The World Bank has announced that extreme poverty is likely to fall to below 10 per cent this year, “giving fresh evidence that a quarter-century-long sustained reduction in poverty is moving the world closer to the historic goal of ending poverty by 2030

“This is the best story in the world today – these projections show us that we are the first generation in human history that can end extreme poverty,” said Jim Yong Kim, World Bank Group President.

The World Bank explained that it uses an updated international poverty line of US$1.90 a day, which incorporates new information on differences in the cost of living across countries and preserves the real purchasing power of the previous line of US$1.25 a day in 2005 prices in the world’s poorest countries.

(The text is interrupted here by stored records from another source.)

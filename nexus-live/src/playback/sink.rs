use crate::audio::device::default_output_device;
use crate::audio::error::{AudioError, AudioResult};
use crate::codec::DecodedChunk;
use cpal::traits::{DeviceTrait, StreamTrait};
use cpal::StreamConfig;
use ringbuf::{
    traits::{Consumer, Producer, Split},
    HeapProd, HeapRb,
};
use std::sync::atomic::{AtomicU64, Ordering};
use std::sync::Arc;
use std::thread::{self, JoinHandle};
use std::time::Duration;
use tracing::{debug, info, warn};

/// Sample rate of model response audio
pub const PLAYBACK_SAMPLE_RATE: u32 = 24_000;

/// Ring capacity: 30 seconds of queued 24 kHz mono audio
const RING_CAPACITY: usize = PLAYBACK_SAMPLE_RATE as usize * 30;

/// Output destination for scheduled audio.
///
/// The scheduler talks to playback hardware only through this seam, so
/// cursor arithmetic stays testable against a manual clock.
pub trait AudioSink {
    /// Current position on the monotonic playback clock, in seconds.
    fn now(&self) -> f64;

    /// Queue a chunk so its first sample plays at `start` (seconds on
    /// the playback clock). `start` is never in the past.
    fn submit(&mut self, start: f64, chunk: &DecodedChunk) -> AudioResult<()>;

    /// Drop every queued-but-unplayed sample.
    fn discard_pending(&mut self);
}

/// Counters shared with the device callback
struct SinkShared {
    /// Total frames the device has consumed (including silence)
    frames_played: AtomicU64,
    /// Total frames popped from the ring by the callback
    frames_read: AtomicU64,
    /// Written-frame watermark below which queued audio is discarded
    discard_upto: AtomicU64,
    /// Keeps the stream thread alive
    running: std::sync::atomic::AtomicBool,
}

/// cpal-backed audio sink
///
/// Owns a 24 kHz mono output stream on a dedicated thread, fed through
/// a lock-free SPSC ring. The device callback pops samples from the
/// ring and substitutes silence on underrun; `now()` is derived from
/// the frames the callback has emitted, giving a monotonic clock that
/// only advances when audio actually plays.
pub struct CpalSink {
    producer: HeapProd<f32>,
    shared: Arc<SinkShared>,
    /// Total frames pushed into the ring (producer side)
    written: u64,
    thread_handle: Option<JoinHandle<()>>,
    sample_rate: u32,
}

impl CpalSink {
    /// Open the default output device at 24 kHz mono.
    ///
    /// # Errors
    /// `AudioError::DeviceUnavailable` when no output device exists;
    /// `AudioError::StreamBuildFailed` when the device rejects the
    /// requested format.
    pub fn new() -> AudioResult<Self> {
        let device = default_output_device()?;
        let device_name = device.name().unwrap_or_else(|_| "Unknown".to_string());
        info!("Using audio output device: {}", device_name);

        let config = StreamConfig {
            channels: 1,
            sample_rate: cpal::SampleRate(PLAYBACK_SAMPLE_RATE),
            buffer_size: cpal::BufferSize::Default,
        };

        let rb = HeapRb::<f32>::new(RING_CAPACITY);
        let (producer, mut consumer) = rb.split();

        let shared = Arc::new(SinkShared {
            frames_played: AtomicU64::new(0),
            frames_read: AtomicU64::new(0),
            discard_upto: AtomicU64::new(0),
            running: std::sync::atomic::AtomicBool::new(true),
        });

        let shared_cb = Arc::clone(&shared);
        let shared_loop = Arc::clone(&shared);

        let (ready_tx, ready_rx) = std::sync::mpsc::channel::<AudioResult<()>>();

        // Output stream lives on its own thread; cpal streams are !Send.
        let handle = thread::Builder::new()
            .name("nexus-playback".to_string())
            .spawn(move || {
                let mut total_read: u64 = 0;

                let stream = device.build_output_stream(
                    &config,
                    move |data: &mut [f32], _: &cpal::OutputCallbackInfo| {
                        // Apply any pending discard before serving samples.
                        let target = shared_cb.discard_upto.load(Ordering::Acquire);
                        if total_read < target {
                            let skipped = consumer.skip((target - total_read) as usize);
                            total_read += skipped as u64;
                        }

                        let got = consumer.pop_slice(data);
                        total_read += got as u64;
                        // Underrun: pad with silence, the clock keeps moving.
                        for sample in &mut data[got..] {
                            *sample = 0.0;
                        }

                        shared_cb.frames_read.store(total_read, Ordering::Release);
                        shared_cb
                            .frames_played
                            .fetch_add(data.len() as u64, Ordering::AcqRel);
                    },
                    move |err| {
                        warn!("Playback stream error: {}", err);
                    },
                    None,
                );

                let stream = match stream {
                    Ok(stream) => stream,
                    Err(e) => {
                        let _ = ready_tx.send(Err(AudioError::from_build_error(e)));
                        return;
                    }
                };

                if let Err(e) = stream.play() {
                    let _ = ready_tx.send(Err(AudioError::StreamError(e.to_string())));
                    return;
                }

                let _ = ready_tx.send(Ok(()));

                while shared_loop.running.load(Ordering::Relaxed) {
                    thread::sleep(Duration::from_millis(10));
                }

                debug!("Playback thread exiting");
            })
            .map_err(|e| AudioError::StreamError(e.to_string()))?;

        match ready_rx.recv_timeout(Duration::from_secs(5)) {
            Ok(Ok(())) => {
                info!("Playback sink ready at {} Hz", PLAYBACK_SAMPLE_RATE);
                Ok(Self {
                    producer,
                    shared,
                    written: 0,
                    thread_handle: Some(handle),
                    sample_rate: PLAYBACK_SAMPLE_RATE,
                })
            }
            Ok(Err(e)) => {
                let _ = handle.join();
                Err(e)
            }
            Err(_) => {
                shared.running.store(false, Ordering::SeqCst);
                let _ = handle.join();
                Err(AudioError::StreamError(
                    "timed out waiting for playback stream".to_string(),
                ))
            }
        }
    }

    /// Playback-clock position of the next sample pushed into the ring.
    fn next_play_frame(&self) -> u64 {
        let played = self.shared.frames_played.load(Ordering::Acquire);
        let read = self.shared.frames_read.load(Ordering::Acquire);
        let queued = self.written - read;
        played + queued
    }

    fn push_silence(&mut self, mut frames: u64) {
        const ZEROS: [f32; 1024] = [0.0; 1024];
        while frames > 0 {
            let n = frames.min(ZEROS.len() as u64) as usize;
            let pushed = self.producer.push_slice(&ZEROS[..n]);
            self.written += pushed as u64;
            if pushed < n {
                warn!("Playback ring overrun while padding silence");
                return;
            }
            frames -= n as u64;
        }
    }
}

impl AudioSink for CpalSink {
    fn now(&self) -> f64 {
        self.shared.frames_played.load(Ordering::Acquire) as f64 / self.sample_rate as f64
    }

    fn submit(&mut self, start: f64, chunk: &DecodedChunk) -> AudioResult<()> {
        if chunk.sample_rate != self.sample_rate {
            warn!(
                "Chunk sample rate {} differs from sink rate {}; playing as-is",
                chunk.sample_rate, self.sample_rate
            );
        }

        let samples = chunk.to_mono();

        // Align the chunk's first sample with its start time by padding
        // the queue out to that point.
        let target_frame = (start * self.sample_rate as f64).round() as u64;
        let next_play = self.next_play_frame();
        if target_frame > next_play {
            self.push_silence(target_frame - next_play);
        }

        let pushed = self.producer.push_slice(&samples);
        self.written += pushed as u64;
        if pushed < samples.len() {
            warn!(
                "Playback ring overrun: dropped {} of {} samples",
                samples.len() - pushed,
                samples.len()
            );
        }

        Ok(())
    }

    fn discard_pending(&mut self) {
        self.shared
            .discard_upto
            .store(self.written, Ordering::Release);
        debug!("Discarded pending playback audio");
    }
}

impl Drop for CpalSink {
    fn drop(&mut self) {
        self.shared.running.store(false, Ordering::SeqCst);
        if let Some(handle) = self.thread_handle.take() {
            let _ = handle.join();
            info!("Playback sink released");
        }
    }
}

#[cfg(test)]
mod tests {
    use super::*;

    #[test]
    fn test_cpal_sink_lifecycle() {
        // Hardware-dependent: exercise open/submit/discard when a device
        // exists, otherwise just verify the error path.
        match CpalSink::new() {
            Ok(mut sink) => {
                let start = sink.now();
                let chunk = DecodedChunk {
                    samples: vec![0.0; 2400],
                    sample_rate: PLAYBACK_SAMPLE_RATE,
                    channels: 1,
                };
                sink.submit(start, &chunk).unwrap();
                sink.discard_pending();
                // Clock never runs backwards
                assert!(sink.now() >= start);
            }
            Err(e) => {
                eprintln!("No output device for test: {}", e);
            }
        }
    }
}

Based on the new line, the World Bank projects that global poverty will have fallen from 902 million people – or 12.8 per cent of the global population in 2012 – to 702 million people, or 9.6 per cent of the global population, this year.

“This new forecast of poverty falling into the single digits should give us new momentum and help us focus even more clearly on the most effective strategies to end extreme poverty,” the World Bank chief said.

Ending poverty is the top goal of the 2030 Agenda for Sustainable Development, adopted on 25 September by the 193-Member United Nations General Assembly, which Secretary-General Ban Ki-moon hailed as “an agenda for people, to end poverty in all its forms – an agenda for the planet, our common home.”

Kim echoed the UN chief’s optimism, saying that “the world stands a vastly better chance of ending extreme poverty by 2030 and raising the life prospects of low-income families but the World Bank chief also cautioned that the work ahead “will be extraordinarily hard.”

The World Bank forecast noted that poverty remains concentrated in Sub-Saharan Africa and South Asia.

“For the last several decades, three regions, East Asia and Pacific, South Asia, and Sub-Saharan Africa, have accounted for some 95 per cent of global poverty,” according to the World Bank, which noted that today, “poverty is declining in all regions but it is becoming deeper and more entrenched in countries that are either conflict ridden or overly dependent on commodity exports.”

“The growing concentration of global poverty in Sub-Saharan Africa is of great concern,” it said.

In its regional forecasts for 2015, the World Bank said that poverty in East Asia and the Pacific would fall to 4.1 per cent of its population, down from 7.2 per cent in 2012; Latin America and the Caribbean would fall to 5.6 per cent from 6.2 in 2012; South Asia would fall to 13.5 per cent in 2015, compared to 18.8 per cent in 2012; Sub-Saharan Africa declines to 35.2 per cent in 2015, compared to 42.6 per cent in 2012.

And the Bank noted that “reliable current poverty data is not available for the Middle East and North Africa because of conflict and fragility in key countries in the region.”